The economic analysis of percutaneous ablation vs. surgery for small renal cancers, was presented at the World Conference on Interventional Oncology (WCIO, 9–12 June 2016, Boston, USA). The research was undertaken by investigators in New York, Madison and Seattle in the USA.
“Percutaneous thermal ablation is a minimally-invasive, nephron-sparing alternative to partial nephrectomy or radical nephrectomy for some patients with small renal cancers. Our objective was to compare costs associated with each procedure through the first year after treatment in a population-based cohort of older adults,” said Adam D Talenfeld, an interventional radiologist in Weill Cornell Medicine, New York, USA at WCIO.
The investigators used a Medicare dataset to identify patients aged 66 years or older who received ablation, radical nephrectomy or partial nephrectomy within six months of diagnosis of a clinically-staged T1a renal cancer in the period 2006 to 2011. They defined cost as the amount reimbursed by Medicare on all inpatient, outpatient, physician, durable medical equipment, home health, and hospice claims. The researchers analysed treatment costs and cumulative costs at 30 days, 90 days, and 365 days after treatment. The inpatient treatment costs comprised of all reimbursements from index admissions plus carrier claims for the day of treatment. Outpatient treatment costs were defined as all claims on the day of treatment. Cumulative 365-day costs were defined as all payments made by Medicare in the 365-day period beginning with the day of treatment.

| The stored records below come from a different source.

//! EditPDF Server Library
//!
//! In-place PDF editing over HTTP. The main server binary is in main.rs.
//!
//! # Modules
//!
//! - `document`: Edit engine (sessions, text and image edits, history)
//! - `routes`: HTTP endpoints
//! - `mupdf`: Page rasterization via MuPDF

pub mod config;
pub mod document;
pub mod error;
#[cfg(feature = "mupdf")]
pub mod mupdf;
pub mod routes;
pub mod state;

use std::sync::Arc;

use axum::{routing::get, Router};
use tower_http::cors::{Any, CorsLayer};
use tower_http::services::{ServeDir, ServeFile};
use tower_http::trace::TraceLayer;

use crate::document::PageRasterizer;
use crate::state::AppState;

/// Rasterizer compiled into this build
pub fn default_rasterizer() -> Arc<dyn PageRasterizer> {
    #[cfg(feature = "mupdf")]
    {
        Arc::new(crate::mupdf::MupdfRasterizer)
    }
    #[cfg(not(feature = "mupdf"))]
    {
        Arc::new(crate::document::NoRasterizer)
    }
}

/// Build the full application router
pub fn app(state: AppState) -> Router {
    let cors = CorsLayer::new()
        .allow_origin(Any)
        .allow_methods(Any)
        .allow_headers(Any);

    let mut router = Router::new()
        .route("/health", get(routes::health::health_check))
        .nest("/api", routes::api_router(state.config().engine.max_upload_size));

    // The browser overlay is served last so it never shadows the API.
    if let Some(dir) = &state.config().server.static_dir {
        let index = dir.join("index.html");
        router = router.fallback_service(ServeDir::new(dir).fallback(ServeFile::new(index)));
    }

    router
        .layer(TraceLayer::new_for_http())
        .layer(cors)
        .with_state(state)
}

Talenfeld and colleagues identified pre-existing conditions in Medicare claims in the year prior to cancer diagnosis. They used multivariable log-linear regression to estimate associations between treatment approach and costs, controlling for demographic and health characteristics.
There were 460, 1,626 and 2,336 patients treated with ablation, partial nephrectomy and radical nephrectomy, respectively. They found that median treatment costs were US$4,265, US$14,412 and US$14,710 for ablation, partial nephrectomy and radical nephrectomy, respectively. Median cumulative costs at 365 days post-procedure were US$12,590, US$21,702 and US$23,063.
“Controlling for demographic and disease characteristics, both treatment costs and one-year costs were significantly lower for patients treated with ablation compared to either partial nephrectomy or radical nephrectomy (p<0.0001),” Talenfeld said.
Costs increased with increasing patient age. Controlling for treatment and baseline characteristics, one year costs were significantly higher in patients with greater Charlson comorbidity scores and those with diabetes at baseline. Both treatment costs and one-year costs were greater in patients with baseline renal insufficiency or cardiovascular disease (p<0.001). Treatment costs decreased from 2006 through 2011 for all procedure types, he added.
Talenfeld and colleagues concluded: “From the payer perspective, ablation for older patients with T1a renal cancer is associated with significantly lower costs than partial nephrectomy or radical nephrectomy, both at the time of treatment and through the first year after treatment.”
They further concluded that in well-selected patients with small tumours, ablation may be a less costly alternative to surgery.